The real estate market of Slovenia is currently in a depressive condition, and it is projected to remain in that state for the rest of the year. This is due to the ongoing recession in Europe which has greatly afflicted the economy of Slovenia. House prices in the country continue to fall, and construction activity remains down. In spite of the different measures taken by the government to encourage foreign investment in the country, the demand for property in Slovenia remains stagnant. Aside from the economic crisis, factors such as high rate of unemployment and stumbling domestic consumption also affect the property market of Slovenia.

Generally, foreign nationals can buy property in Slovenia only if their home country has a reciprocity agreement with Slovenia. This means that if a Slovene national can purchase real estate in the home country of the foreign national, then the foreigner can also buy property in Slovenia. Other factors allowing a foreigner to buy real estate in Slovenia include the following: if they have a business registered in Slovenia; acquire property through inheritance provided that the reciprocity is in place, and acquire Slovenian citizenship through marriage. Current prices of property in Slovenia range from €2,000 to €3,000 per square meter for an apartment in the Slovenian city centre, while an apartment outside the city costs about €1,500 to €2,000 per square meter.

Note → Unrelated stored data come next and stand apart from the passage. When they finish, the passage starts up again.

//! An in-memory, fully scripted [`Retriever`] for tests and doc examples.
//!
//! Gated behind `cfg(test)` / the `test-utils` feature rather than shipped
//! unconditionally, keeping test-only fixtures out of the default build.

use std::collections::HashMap;
use std::sync::Mutex;

use async_trait::async_trait;
use thiserror::Error;

use crate::dependency::Dependency;
use crate::pinned_version::PinnedVersion;
use crate::retriever::Retriever;
use crate::version_specifier::VersionSpecifier;

/// The error type a [`MockRetriever`] reports — either a scripted failure or
/// "dependency unknown to this fixture".
#[derive(Debug, Error, Clone, PartialEq, Eq)]
#[error("mock retriever: {0}")]
pub struct MockRetrieverError(pub String);

/// A fully in-memory `Retriever` built by chaining `with_*` calls, used by
/// every scenario test (spec §8 S1-S6) and by the property tests that need a
/// concrete `Retriever` to exercise the resolver end to end.
#[derive(Debug, Default)]
pub struct MockRetriever {
    versions: Mutex<HashMap<Dependency, Vec<PinnedVersion>>>,
    dependencies: Mutex<HashMap<(Dependency, PinnedVersion), Vec<(Dependency, VersionSpecifier)>>>,
    git_refs: Mutex<HashMap<(Dependency, String), PinnedVersion>>,
    failing_versions: Mutex<HashMap<Dependency, String>>,
    versions_calls: Mutex<HashMap<Dependency, usize>>,
    dependencies_calls: Mutex<HashMap<(Dependency, PinnedVersion), usize>>,
}

impl MockRetriever {
    #[must_use]
    pub fn new() -> Self {
        Self::default()
    }

    #[must_use]
    pub fn with_versions<'a>(self, dependency: Dependency, versions: impl IntoIterator<Item = &'a str>) -> Self {
        self.versions
            .lock()
            .unwrap()
            .insert(dependency, versions.into_iter().map(PinnedVersion::new).collect());
        self
    }

    #[must_use]
    pub fn with_dependencies(
        self,
        dependency: Dependency,
        pin: PinnedVersion,
        deps: Vec<(Dependency, VersionSpecifier)>,
    ) -> Self {
        self.dependencies.lock().unwrap().insert((dependency, pin), deps);
        self
    }

    #[must_use]
    pub fn with_git_reference(self, dependency: Dependency, git_ref: &str, resolves_to: PinnedVersion) -> Self {
        self.git_refs.lock().unwrap().insert((dependency, git_ref.to_string()), resolves_to);
        self
    }

    #[must_use]
    pub fn with_failing_versions(self, dependency: Dependency, message: impl Into<String>) -> Self {
        self.failing_versions.lock().unwrap().insert(dependency, message.into());
        self
    }

    #[must_use]
    pub fn versions_call_count(&self, dependency: &Dependency) -> usize {
        *self.versions_calls.lock().unwrap().get(dependency).unwrap_or(&0)
    }

    #[must_use]
    pub fn dependencies_call_count(&self, dependency: &Dependency, pin: &PinnedVersion) -> usize {
        *self
            .dependencies_calls
            .lock()
            .unwrap()
            .get(&(dependency.clone(), pin.clone()))
            .unwrap_or(&0)
    }
}

#[async_trait]
impl Retriever for MockRetriever {
    type Error = MockRetrieverError;

    async fn versions(&self, dependency: &Dependency) -> Result<Vec<PinnedVersion>, Self::Error> {
        *self.versions_calls.lock().unwrap().entry(dependency.clone()).or_insert(0) += 1;
        if let Some(message) = self.failing_versions.lock().unwrap().get(dependency) {
            return Err(MockRetrieverError(message.clone()));
        }
        Ok(self.versions.lock().unwrap().get(dependency).cloned().unwrap_or_default())
    }

    async fn dependencies(
        &self,
        dependency: &Dependency,
        pin: &PinnedVersion,
    ) -> Result<Vec<(Dependency, VersionSpecifier)>, Self::Error> {
        *self
            .dependencies_calls
            .lock()
            .unwrap()
            .entry((dependency.clone(), pin.clone()))
            .or_insert(0) += 1;
        Ok(self
            .dependencies
            .lock()
            .unwrap()
            .get(&(dependency.clone(), pin.clone()))
            .cloned()
            .unwrap_or_default())
    }

    async fn resolved_git_reference(
        &self,
        dependency: &Dependency,
        git_ref: &str,
    ) -> Result<Vec<PinnedVersion>, Self::Error> {
        Ok(self
            .git_refs
            .lock()
            .unwrap()
            .get(&(dependency.clone(), git_ref.to_string()))
            .cloned()
            .into_iter()
            .collect())
    }

    async fn resolved_commit_hash(&self, git_ref: &str, dependency: &Dependency) -> Result<String, Self::Error> {
        self.git_refs
            .lock()
            .unwrap()
            .get(&(dependency.clone(), git_ref.to_string()))
            .map(|p| p.commitish().to_string())
            .ok_or_else(|| MockRetrieverError(format!("no resolution scripted for {dependency} @ {git_ref}")))
    }
}
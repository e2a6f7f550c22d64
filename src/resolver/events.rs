//! The resolver's structured progress event stream (spec §4.6 "Events").
//!
//! Events are non-blocking observations of the search: dropping them must
//! not change resolution outcome. Consumers obtain them through
//! [`crate::resolver::Resolver::events`] after a `resolve` call completes.

use std::collections::BTreeMap;

use crate::concrete_version::ConcreteVersion;
use crate::dependency::Dependency;
use crate::pinned_version::PinnedVersion;
use crate::version_specifier::VersionSpecifier;

/// One observation emitted during a `resolve` call.
#[derive(Debug, Clone)]
pub enum ResolverEvent {
    /// A version list was fetched and filtered for `dependency` against
    /// `specifier`.
    FoundVersions {
        dependency: Dependency,
        specifier: VersionSpecifier,
        versions: Vec<ConcreteVersion>,
    },
    /// A transitive fan-out was fetched for `dependency` pinned at `version`.
    FoundTransitiveDependencies {
        dependency: Dependency,
        version: PinnedVersion,
        dependencies: Vec<(Dependency, VersionSpecifier)>,
    },
    /// The Retriever failed while fetching versions.
    FailedRetrievingVersions {
        dependency: Dependency,
        specifier: VersionSpecifier,
        message: String,
    },
    /// The Retriever failed while fetching a transitive fan-out.
    FailedRetrievingTransitiveDependencies {
        dependency: Dependency,
        version: PinnedVersion,
        message: String,
    },
    /// A candidate was discarded for a recorded cause, carrying the partial
    /// assignment at the point of rejection.
    Rejected {
        partial_assignment: BTreeMap<Dependency, PinnedVersion>,
        reason: String,
    },
}

/// An append-only sink the resolver pushes events into during search. Kept
/// as a plain `Vec` rather than an async channel: spec §5 only requires that
/// subscribers not block the resolver, and a fully in-memory collection
/// trivially satisfies that for a single-threaded, single-`resolve`-call
/// scope.
#[derive(Debug, Clone, Default)]
pub struct EventLog(Vec<ResolverEvent>);

impl EventLog {
    #[must_use]
    pub fn new() -> Self {
        Self::default()
    }

    pub fn push(&mut self, event: ResolverEvent) {
        self.0.push(event);
    }

    pub fn iter(&self) -> impl Iterator<Item = &ResolverEvent> {
        self.0.iter()
    }

    #[must_use]
    pub fn into_vec(self) -> Vec<ResolverEvent> {
        self.0
    }
}
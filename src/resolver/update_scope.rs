//! Update-scope computation: the transitive closure of `dependenciesToUpdate`
//! over the prior resolution's dependency graph (spec §4.6 "Update scoping"),
//! and the stable topological emission order used to compute it (spec §8 S6).

use std::collections::{HashMap, HashSet};

use petgraph::graph::{DiGraph, NodeIndex};

use crate::dependency::Dependency;
use crate::error::ResolveError;
use crate::pinned_version::PinnedVersion;
use crate::resolver::context::ResolverContext;
use crate::retriever::Retriever;

/// Builds the prior resolution's dependency graph by querying (and thereby
/// populating) the dependency cache for every `(dep, pin)` in `last_resolved`,
/// then returns the transitive closure of `dependencies_to_update`'s names.
///
/// The closure is computed by walking [`stable_topological_order`]'s
/// dependency-before-required ordering and propagating membership forward,
/// rather than an unordered stack-based DFS: this is the "topological walk"
/// spec §4.6 names, and keeps closure computation deterministic end to end
/// even though the closure itself is a set.
///
/// Returns `None` when every dependency is updatable: `last_resolved` is
/// empty (no prior solution) or `dependencies_to_update` is `None` (a full
/// re-resolution was requested).
pub async fn updatable_closure<R: Retriever>(
    context: &mut ResolverContext<'_, R>,
    last_resolved: &HashMap<Dependency, PinnedVersion>,
    dependencies_to_update: Option<&HashSet<String>>,
) -> Result<Option<HashSet<Dependency>>, ResolveError> {
    let Some(to_update) = dependencies_to_update else {
        return Ok(None);
    };
    if last_resolved.is_empty() {
        return Ok(None);
    }

    let nodes: Vec<Dependency> = last_resolved.keys().cloned().collect();
    let known: HashSet<&Dependency> = last_resolved.keys().collect();
    let mut edges: Vec<(Dependency, Dependency)> = Vec::new();
    let mut fan_outs: HashMap<Dependency, Vec<Dependency>> = HashMap::new();
    for (dep, pin) in last_resolved {
        let fan_out = context.find_dependencies(dep, pin).await?;
        let required: Vec<Dependency> = fan_out
            .into_iter()
            .map(|(required, _specifier)| required)
            .filter(|required| known.contains(required))
            .collect();
        for r in &required {
            edges.push((dep.clone(), r.clone()));
        }
        fan_outs.insert(dep.clone(), required);
    }

    let order = stable_topological_order(&nodes, &edges)?;

    let mut closure = HashSet::new();
    for dep in order {
        let seeded = to_update.contains(dep.name());
        if seeded || closure.contains(&dep) {
            closure.insert(dep.clone());
            if let Some(required) = fan_outs.get(&dep) {
                for r in required {
                    closure.insert(r.clone());
                }
            }
        }
    }

    Ok(Some(closure))
}

/// `true` iff `dependency` may diverge from its prior pin, per spec §4.6's
/// update-scoping rule.
#[must_use]
pub fn is_updatable(dependency: &Dependency, last_resolved: Option<&HashMap<Dependency, PinnedVersion>>, closure: Option<&HashSet<Dependency>>) -> bool {
    match (last_resolved, closure) {
        (None, _) => true,
        (Some(_), None) => true,
        (Some(_), Some(closure)) => closure.contains(dependency),
    }
}

/// A stable topological sort of `nodes` given directed `edges` (from a
/// dependency to what it requires): siblings with no ordering constraint
/// between them are emitted in ascending [`Dependency::description`] order
/// (spec §8 scenario S6), via the classic Kahn's-algorithm trick of always
/// popping the lexicographically least ready node instead of an arbitrary
/// one.
pub fn stable_topological_order(nodes: &[Dependency], edges: &[(Dependency, Dependency)]) -> Result<Vec<Dependency>, ResolveError> {
    let mut graph = DiGraph::<Dependency, ()>::new();
    let mut node_index: HashMap<Dependency, NodeIndex> = HashMap::new();
    for node in nodes {
        let idx = graph.add_node(node.clone());
        node_index.insert(node.clone(), idx);
    }
    for (from, to) in edges {
        let (Some(&a), Some(&b)) = (node_index.get(from), node_index.get(to)) else {
            continue;
        };
        graph.add_edge(a, b, ());
    }

    let mut in_degree: HashMap<NodeIndex, usize> = graph.node_indices().map(|idx| (idx, 0)).collect();
    for edge in graph.edge_indices() {
        let (_, target) = graph.edge_endpoints(edge).expect("edge index from this graph");
        *in_degree.entry(target).or_insert(0) += 1;
    }

    let mut ready: std::collections::BTreeSet<Dependency> =
        in_degree.iter().filter(|(_, &deg)| deg == 0).map(|(&idx, _)| graph[idx].clone()).collect();
    let mut remaining_in_degree = in_degree;
    let mut order = Vec::with_capacity(nodes.len());

    while let Some(next) = ready.iter().next().cloned() {
        ready.remove(&next);
        order.push(next.clone());
        let idx = node_index[&next];
        for neighbor in graph.neighbors(idx) {
            let degree = remaining_in_degree.get_mut(&neighbor).expect("neighbor tracked in in_degree map");
            *degree -= 1;
            if *degree == 0 {
                ready.insert(graph[neighbor].clone());
            }
        }
    }

    if order.len() != nodes.len() {
        return Err(ResolveError::InternalInvariantViolation {
            message: "dependency graph contains a cycle".to_string(),
        });
    }

    Ok(order)
}

#[cfg(test)]
mod tests {
    use super::*;

    #[test]
    fn siblings_with_no_ordering_constraint_sort_by_description() {
        let a = Dependency::github("zzz", "a");
        let b = Dependency::github("aaa", "b");
        let c = Dependency::github("mmm", "c");
        let order = stable_topological_order(&[a.clone(), b.clone(), c.clone()], &[]).unwrap();
        assert_eq!(order, vec![b, c, a]);
    }

    #[test]
    fn respects_edges_while_breaking_remaining_ties_by_description() {
        let root = Dependency::github("org", "root");
        let dep_b = Dependency::github("org", "b");
        let dep_a = Dependency::github("org", "a");
        // root -> dep_b, root -> dep_a; dep_a and dep_b have no ordering constraint
        // between themselves, so once both become ready they emit in
        // ascending description order.
        let order = stable_topological_order(
            &[root.clone(), dep_a.clone(), dep_b.clone()],
            &[(root.clone(), dep_a.clone()), (root.clone(), dep_b.clone())],
        )
        .unwrap();
        assert_eq!(order, vec![root, dep_a, dep_b]);
    }

    #[test]
    fn cycles_are_reported_as_internal_invariant_violations() {
        let a = Dependency::github("org", "a");
        let b = Dependency::github("org", "b");
        let err = stable_topological_order(&[a.clone(), b.clone()], &[(a.clone(), b.clone()), (b, a)]).unwrap_err();
        assert!(matches!(err, ResolveError::InternalInvariantViolation { .. }));
    }
}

Foreigners looking for a rental apartment in Slovenia will find that the country has a wide array of options – from a bed in a shared room to fully furnished accommodations or houses. It is advisable to hire a reputable real estate agent especially if one does not have sufficient knowledge of the Slovene language. Several landlords do not know how to speak English, so it may add to the difficulty of negotiating a deal and finding an apartment that suits one’s needs. Since Slovenia is just a small country, most of the expat community stay in the capital city, Ljubljana.

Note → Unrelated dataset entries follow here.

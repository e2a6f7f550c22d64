//! Algebraic invariants for the constraint and version types, run against
//! the public API only (spec §8's determinism and invariant checks not
//! already covered by the inline unit tests inside each module).

use std::collections::HashMap;

use fxpm_resolver::compatibility::invert;
use fxpm_resolver::dependency::Dependency;
use fxpm_resolver::requirements::Requirements;
use fxpm_resolver::semantic_version::SemanticVersion;
use fxpm_resolver::version_specifier::VersionSpecifier;
use proptest::prelude::*;

fn arb_version() -> impl Strategy<Value = SemanticVersion> {
    (0u64..5, 0u64..5, 0u64..5).prop_map(|(major, minor, patch)| SemanticVersion::new(major, minor, patch))
}

fn arb_specifier() -> impl Strategy<Value = VersionSpecifier> {
    prop_oneof![
        Just(VersionSpecifier::Any),
        Just(VersionSpecifier::Empty),
        arb_version().prop_map(VersionSpecifier::Exactly),
        arb_version().prop_map(VersionSpecifier::AtLeast),
        arb_version().prop_map(VersionSpecifier::CompatibleWith),
        "[a-z]{1,8}".prop_map(VersionSpecifier::GitReference),
    ]
}

proptest! {
    #[test]
    fn version_parse_print_round_trips(major in 0u64..1000, minor in 0u64..1000, patch in 0u64..1000) {
        let v = SemanticVersion::new(major, minor, patch);
        let printed = v.to_string();
        let reparsed = SemanticVersion::parse(&printed).unwrap();
        prop_assert_eq!(v, reparsed);
    }

    #[test]
    fn intersection_is_commutative(a in arb_specifier(), b in arb_specifier()) {
        prop_assert_eq!(a.intersect(&b), b.intersect(&a));
    }

    #[test]
    fn intersection_is_associative(a in arb_specifier(), b in arb_specifier(), c in arb_specifier()) {
        let left = a.intersect(&b).intersect(&c);
        let right = a.intersect(&b.intersect(&c));
        prop_assert_eq!(left, right);
    }

    #[test]
    fn any_is_the_intersection_identity_for_non_empty_specifiers(a in arb_specifier()) {
        let combined = a.intersect(&VersionSpecifier::Any);
        if a != VersionSpecifier::Empty {
            prop_assert_eq!(combined, a);
        } else {
            prop_assert_eq!(combined, VersionSpecifier::Empty);
        }
    }

    #[test]
    fn empty_absorbs_anything(a in arb_specifier()) {
        prop_assert_eq!(a.intersect(&VersionSpecifier::Empty), VersionSpecifier::Empty);
    }
}

#[test]
fn invert_is_a_bijection_over_non_duplicate_edges() {
    let parent_a = Dependency::github("org", "parent-a");
    let parent_b = Dependency::github("org", "parent-b");
    let child = Dependency::github("org", "child");

    let mut requirements = Requirements::new();
    requirements.record(Some(parent_a.clone()), child.clone(), VersionSpecifier::Any);
    requirements.record(Some(parent_b.clone()), child.clone(), VersionSpecifier::AtLeast(SemanticVersion::new(1, 0, 0)));

    let inverted = invert(&requirements).unwrap();
    let inbound = inverted.get(&child).unwrap();
    assert_eq!(inbound.len(), 2);
    let defining: Vec<_> = inbound.iter().map(|r| r.defining_dependency.clone()).collect();
    assert!(defining.contains(&Some(parent_a)));
    assert!(defining.contains(&Some(parent_b)));
}

#[test]
fn dependencies_to_update_scoping_leaves_untouched_deps_at_their_prior_pin() {
    use fxpm_resolver::pinned_version::PinnedVersion;
    use fxpm_resolver::resolver::update_scope::is_updatable;

    let updated = Dependency::github("org", "updated");
    let untouched = Dependency::github("org", "untouched");

    let mut last_resolved = HashMap::new();
    last_resolved.insert(updated.clone(), PinnedVersion::new("1.0.0"));
    last_resolved.insert(untouched.clone(), PinnedVersion::new("1.0.0"));

    let mut closure = std::collections::HashSet::new();
    closure.insert(updated.clone());

    assert!(is_updatable(&updated, Some(&last_resolved), Some(&closure)));
    assert!(!is_updatable(&untouched, Some(&last_resolved), Some(&closure)));
}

Prices for rental accommodation in Slovenia range from €380 to €500 a month for a one-bedroom apartment in the city centre, while a three-bedroom apartment can cost from €600 to €1,000 a month. On the other hand, a one-bedroom apartment outside the city costs about €250 to €350 a month, and a three-bedroom apartment cost about €500 to €750 per month.


Fees for utilities in Slovenia range from €157 to €283 per month for an 85m2 apartment. These include water, heating, garbage and electricity. Internet rates for a connection with 8MB cost about €29 a month. One-minute local calls using a prepaid mobile phone costs about €0.10.

Food Consumption

Food prices in Slovenia are about average in Europe, much cheaper than major cities such as London and Paris, but about the same as bordering countries in the region such as Croatia, Hungary, and Austria.

  • Dinner at an inexpensive restaurant in Slovenia - €6 to €8
  • Three-course meal in a mid-range restaurant -  €25 to €35 for two people
  • Combo meal at fast food chains such as McDonald’s - €5
  • Regular cup of cappuccino at a restaurant c- €1.39
  • A loaf of fresh white bread - €1.14
  • Boneless and skinless chicken breasts - €6.61
  • One litre of regular milk - €0.84
  • 1.5 litre of bottled water - €0.62
  • One kilogram of white rice - €1.61
  • One kilogram of local cheese - €7.22
  • A dozen eggs - €1.85
  • Domestic beer - €1.05
  • Imported beer - €1.41
  • Bottle of mid-range wine - €5


Gasoline prices in Slovenia range from €1.47 to €1.55 for one litre. The price of a one-way ticket for local transports, such as buses and trains, costs €1.20, while a regular monthly pass costs €37. Taxi fares start at €1, with an additional €1 for every kilometre ride. Those who want to buy a Volkswagen Golf 1.4 KW Trendline or any equivalent car will have to pay around €16,000 to €19,000.


Slovenia’s income tax rates for the working population are based on a progressive scale, which starts at 16% and can be levied as much as 50%. For tax purposes, an individual is considered a resident in Slovenia if they stayed in the country for more than 183 days in a tax year. Meanwhile, non-residents are only liable to pay income tax on their Slovenia-source income. Slovenia also imposes taxes such as inheritance and gift tax, and property tax which is also levied at progressive rates. Motor vehicle tax is levied from 0.5% to 28% for petrol cars and from 1% to 31% for diesel cars. Transfer tax for an immovable property in the country is levied at 2%. Value-added tax (VAT) for goods and services in Slovenia is set at 20%.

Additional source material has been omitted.